The Veiled Rebecca or The Veiled Rebekah is a 19th century sculpture carved out of marble in  Italian neoclassical style by the sculptor Giovanni Maria Benzoni.The sculpture is also referred as The Veiled Lady in several records. It depicts a biblical figure of Rebecca placed on a marble pedestal.

Originally several copies of the sculpture were made by Benzoni in two different sizes. Presently, the location of five sculptures are identified. (High Museum of Art in Atlanta, Georgia. Listed in the catalog as The Veiled Rebekah and dated 1864. Berkshire Museum, Pittsfield, Massachusetts. Dated c. 1866.Detroit Institute of Arts, Detroit, Michigan. This smaller version (113 cm tall) is listed in the catalog as The Veiled Lady and dated 1872.Salar Jung Museum, Hyderabad, India. Dated 1876 (three years after Benzoni's death). Cedarhurst Center for the Arts, Mount Vernon, Illinois.) The one located in Detroit Institute of Arts, is the smaller version.

The same is noted in 19th-century English art journal :

Description
Benzoni executed principal version of the work in 1863 for Robert Henry Winttie of London.The sculpture depicts an Old Testament scene, where Rebecca lays eyes on her husband Issac for the first time.  Rebecca's head is bowed and her gaze is lowered as she secures her veil indicating demure modesty, although her other hand partially opens up in a welcoming gesture.The fringed veil drapes over her face, head and shoulder, and dangled unevenly above her feet. Her translucent attire further highlights the contour of her body.The illusion of a diaphanous veil and clinging dress created by the craftsmanship of Benzoni are the most noteworthy and skillful aspects of the sculpture.

History 
As per the records of a bulletin from Detroit Institute of Arts, Detroit Michigan, 37 versions of the composition was made in two sizes whereas  Historical Dictionary of Neoclassical Art and  Architecture by Alison Lee Palmer states that there are five copies of  the sculpture. Location of the five versions of the statues mentioned by Alison Lee Palmer have been mentioned above.

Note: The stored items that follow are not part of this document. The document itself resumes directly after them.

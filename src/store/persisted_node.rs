//! Store-backed tree nodes with lazy materialization.
//!
//! A [`PersistedNode`] stands for one row of a node table. Constructing one
//! is cheap: the row is only fetched when the node's state is first needed,
//! and mutations stay in memory until [`IndexNode::save`] writes the row
//! back. Child nodes materialized through `sub_node` are cached so that a
//! traversal sees the same node object (and the same visited flag) across
//! calls.

use std::collections::HashMap;
use std::sync::atomic::{AtomicBool, Ordering};
use std::sync::Arc;

use parking_lot::RwLock;

use crate::errors::{SpatialError, SpatialResult};
use crate::node::{Entry, EntryData, IndexNode, NodeRef, PageId};
use crate::shape::{Region, Shape};
use crate::store::dialect::{Dialect, SharedConnection, SqlValue};
use crate::store::payload::{NodePayload, PayloadEnvelope};

/// Everything a persisted node needs to reach its backing table: a shared
/// connection, the dialect that phrases the statements, and the table name.
#[derive(Clone)]
pub struct StoreBinding {
    pub connection: SharedConnection,
    pub dialect: Arc<dyn Dialect>,
    pub table: String,
}

struct NodeIds {
    page_id: Option<PageId>,
    parent_id: Option<PageId>,
}

/// A tree node whose state lives in a store row.
pub struct PersistedNode {
    binding: StoreBinding,
    ids: RwLock<NodeIds>,
    state: RwLock<Option<NodePayload>>,
    children: RwLock<HashMap<usize, NodeRef>>,
    visited: AtomicBool,
}

impl PersistedNode {
    /// A fresh node that has no row yet; the first `save` assigns its page id.
    pub fn create(binding: StoreBinding, shape: Region, leaf: bool) -> Arc<PersistedNode> {
        Arc::new(PersistedNode {
            binding,
            ids: RwLock::new(NodeIds {
                page_id: None,
                parent_id: None,
            }),
            state: RwLock::new(Some(NodePayload {
                leaf,
                shape,
                entries: Vec::new(),
                parent_id: None,
            })),
            children: RwLock::new(HashMap::new()),
            visited: AtomicBool::new(false),
        })
    }

    /// A handle to an existing row; the row is fetched on first access.
    pub fn attach(binding: StoreBinding, page_id: PageId) -> Arc<PersistedNode> {
        Arc::new(PersistedNode {
            binding,
            ids: RwLock::new(NodeIds {
                page_id: Some(page_id),
                parent_id: None,
            }),
            state: RwLock::new(None),
            children: RwLock::new(HashMap::new()),
            visited: AtomicBool::new(false),
        })
    }

    /// Index and entry recording `child` in this branch, if any.
    pub fn entry_for_child(&self, child: &PersistedNode) -> SpatialResult<Option<(usize, Entry)>> {
        let child_id = match child.page_id() {
            Some(id) => id,
            None => return Ok(None),
        };
        self.with_state(|state| {
            Ok(state
                .entries
                .iter()
                .enumerate()
                .find(|(_, entry)| entry.data == EntryData::Page(child_id))
                .map(|(index, entry)| (index, entry.clone())))
        })
    }

    fn ensure_loaded(&self) -> SpatialResult<()> {
        if self.state.read().is_some() {
            return Ok(());
        }
        let page_id = self.ids.read().page_id.ok_or_else(|| {
            SpatialError::Corrupted("node has neither state nor a page id".into())
        })?;

        let statement = self.binding.dialect.select_page(&self.binding.table);
        let record = {
            let mut conn = self.binding.connection.lock();
            conn.query_page(&statement, page_id)?
        }
        .ok_or_else(|| {
            SpatialError::Corrupted(format!(
                "dangling page id {page_id} in table {}",
                self.binding.table
            ))
        })?;

        let payload = PayloadEnvelope::decode(&record.payload)?;
        if payload.leaf != record.leaf {
            return Err(SpatialError::Corrupted(format!(
                "leaf flag of page {page_id} disagrees with its payload"
            )));
        }

        log::trace!("loaded page {page_id} from {}", self.binding.table);
        {
            // A parent recorded before this node was attached (e.g. by the
            // branch that materialized it) wins over the stored linkage.
            let mut ids = self.ids.write();
            if ids.parent_id.is_none() {
                ids.parent_id = payload.parent_id;
            }
        }
        *self.state.write() = Some(payload);
        Ok(())
    }

    fn with_state<R>(&self, f: impl FnOnce(&NodePayload) -> SpatialResult<R>) -> SpatialResult<R> {
        self.ensure_loaded()?;
        let guard = self.state.read();
        match guard.as_ref() {
            Some(payload) => f(payload),
            None => Err(SpatialError::Corrupted("node state not materialized".into())),
        }
    }

    fn with_state_mut<R>(
        &self,
        f: impl FnOnce(&mut NodePayload) -> SpatialResult<R>,
    ) -> SpatialResult<R> {
        self.ensure_loaded()?;
        let mut guard = self.state.write();
        match guard.as_mut() {
            Some(payload) => f(payload),
            None => Err(SpatialError::Corrupted("node state not materialized".into())),
        }
    }
}

/// Connection-level failures during a write surface as persistence errors.
fn as_persistence(err: SpatialError) -> SpatialError {
    match err {
        SpatialError::Persistence(_) => err,
        other => SpatialError::Persistence(other.to_string()),
    }
}

impl IndexNode for PersistedNode {
    fn is_leaf(&self) -> SpatialResult<bool> {
        self.with_state(|state| Ok(state.leaf))
    }

    fn shape(&self) -> SpatialResult<Region> {
        self.with_state(|state| Ok(state.shape.clone()))
    }

    fn set_shape(&self, shape: Region) -> SpatialResult<()> {
        self.with_state_mut(|state| {
            state.shape = shape;
            Ok(())
        })
    }

    fn entry_count(&self) -> SpatialResult<usize> {
        self.with_state(|state| Ok(state.entries.len()))
    }

    fn entry(&self, index: usize) -> SpatialResult<Entry> {
        self.with_state(|state| {
            state.entries.get(index).cloned().ok_or_else(|| {
                SpatialError::InvalidArgument(format!("entry index {index} out of range"))
            })
        })
    }

    fn add_entry(&self, entry: Entry) -> SpatialResult<()> {
        self.with_state_mut(|state| {
            match (state.leaf, &entry.data) {
                (true, EntryData::Key(_)) | (false, EntryData::Page(_)) => {}
                _ => {
                    return Err(SpatialError::InvalidArgument(
                        "entry data does not match node kind".into(),
                    ))
                }
            }
            state.shape = state.shape.union(&entry.shape.bounds());
            state.entries.push(entry);
            Ok(())
        })
    }

    fn remove_entry(&self, index: usize) -> SpatialResult<Entry> {
        let removed = self.with_state_mut(|state| {
            if index >= state.entries.len() {
                return Err(SpatialError::InvalidArgument(format!(
                    "entry index {index} out of range"
                )));
            }
            Ok(state.entries.remove(index))
        })?;

        // Materialized children past the removed slot shift down by one.
        let mut children = self.children.write();
        children.remove(&index);
        let shifted: Vec<(usize, NodeRef)> = children
            .drain()
            .map(|(i, child)| if i > index { (i - 1, child) } else { (i, child) })
            .collect();
        children.extend(shifted);

        Ok(removed)
    }

    fn set_entry_shape(&self, index: usize, shape: Shape) -> SpatialResult<()> {
        self.with_state_mut(|state| match state.entries.get_mut(index) {
            Some(entry) => {
                entry.shape = shape;
                Ok(())
            }
            None => Err(SpatialError::InvalidArgument(format!(
                "entry index {index} out of range"
            ))),
        })
    }

    fn sub_node(&self, index: usize) -> SpatialResult<NodeRef> {
        if self.is_leaf()? {
            return Err(SpatialError::InvalidArgument(
                "leaf nodes have no sub nodes".into(),
            ));
        }
        if let Some(child) = self.children.read().get(&index) {
            return Ok(child.clone());
        }

        let entry = self.entry(index)?;
        let page_id = match entry.data {
            EntryData::Page(id) => id,
            _ => {
                return Err(SpatialError::Corrupted(
                    "branch entry without a page id".into(),
                ))
            }
        };

        let child = PersistedNode::attach(self.binding.clone(), page_id);
        child.ids.write().parent_id = self.page_id();
        let child: NodeRef = child;
        self.children.write().insert(index, child.clone());
        Ok(child)
    }

    fn parent(&self) -> SpatialResult<Option<NodeRef>> {
        self.ensure_loaded()?;
        let parent_id = self.ids.read().parent_id;
        Ok(parent_id.map(|id| PersistedNode::attach(self.binding.clone(), id) as NodeRef))
    }

    fn set_parent(&self, parent: &NodeRef) -> SpatialResult<()> {
        self.ids.write().parent_id = parent.page_id();
        Ok(())
    }

    fn page_id(&self) -> Option<PageId> {
        self.ids.read().page_id
    }

    fn is_visited(&self) -> bool {
        self.visited.load(Ordering::Acquire)
    }

    fn set_visited(&self, visited: bool) {
        self.visited.store(visited, Ordering::Release);
    }

    fn save(&self) -> SpatialResult<()> {
        let mut payload = {
            let guard = self.state.read();
            match guard.as_ref() {
                Some(payload) => payload.clone(),
                // Never materialized, so nothing has changed.
                None => return Ok(()),
            }
        };
        payload.parent_id = self.ids.read().parent_id;
        let bytes = PayloadEnvelope::new(payload.clone())?.encode()?;

        let page_id = self.ids.read().page_id;
        let mut conn = self.binding.connection.lock();

        let outcome = match page_id {
            None => self
                .binding
                .dialect
                .next_page_id(&mut *conn, &self.binding.table)
                .and_then(|id| {
                    let statement = self.binding.dialect.insert_page(&self.binding.table);
                    conn.execute(
                        &statement,
                        &[
                            SqlValue::Int(id as i64),
                            SqlValue::Bool(payload.leaf),
                            SqlValue::Bytes(bytes),
                        ],
                    )?;
                    conn.commit()?;
                    Ok(Some(id))
                }),
            Some(id) => {
                let statement = self.binding.dialect.update_page(&self.binding.table);
                conn.execute(
                    &statement,
                    &[
                        SqlValue::Bool(payload.leaf),
                        SqlValue::Bytes(bytes),
                        SqlValue::Int(id as i64),
                    ],
                )
                .and_then(|_| conn.commit())
                .map(|_| None)
            }
        };

        match outcome {
            Ok(Some(assigned)) => {
                log::debug!("inserted page {assigned} into {}", self.binding.table);
                self.ids.write().page_id = Some(assigned);
                Ok(())
            }
            Ok(None) => Ok(()),
            Err(err) => {
                // The write failure is the error the caller needs to see; a
                // failed rollback on top of it is only logged.
                if let Err(rollback_err) = conn.rollback() {
                    log::warn!("rollback after failed save also failed: {rollback_err}");
                }
                Err(as_persistence(err))
            }
        }
    }
}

Salarjung Museum, Hyderabad India 
Salarjung I Mir Turab Ali Khan Bahadur acquired the sculpture during his trip to Italy in Rome.During the same visit he also acquired the famous wooden sculpture, Mephistopheles and Margaretta. The Veiled Rebecca was displayed was originally displayed in the Chini Khana inside the Dewan Devdi, Hyderabad. Chini Khana or chinese room was a unique room, where all the walls were covered with antique chinese plates and cups and saucers and the silver plates were displayed in shelves.  In 1951 the devdi was converted into Salarjung Museum and the sculpture stood in its original position but in 1968 it was moved into the new Salarjung Museum and Dewan Devdi was gradually demolished over the years.

Style 
The Veiled Rebecca is an example of the neoclassical naturalist style, popular during the 19th century.  The Veiled Lady, or Rebecca shows how Antonio Canova's and other Neoclassical sculptors' work had an influence on Benzoni as well as how well-versed he was in earlier eighteenth-century sculptural style. As Boström noted, veiled figures first appeared in post-classical art in the eighteenth century. Canova produced various female figures with translucent attire and drapes in the nineteenth century, including Hebe. Later Milanese sculptor Raffaelle Monti created Seated Veiled Woman  displayed at London's Great Exhibition of 1851 and then Veiled Woman  in 1854 to continued to explore this veiled female form. Benzoni was acquainted with Monti and was present in London in 1851.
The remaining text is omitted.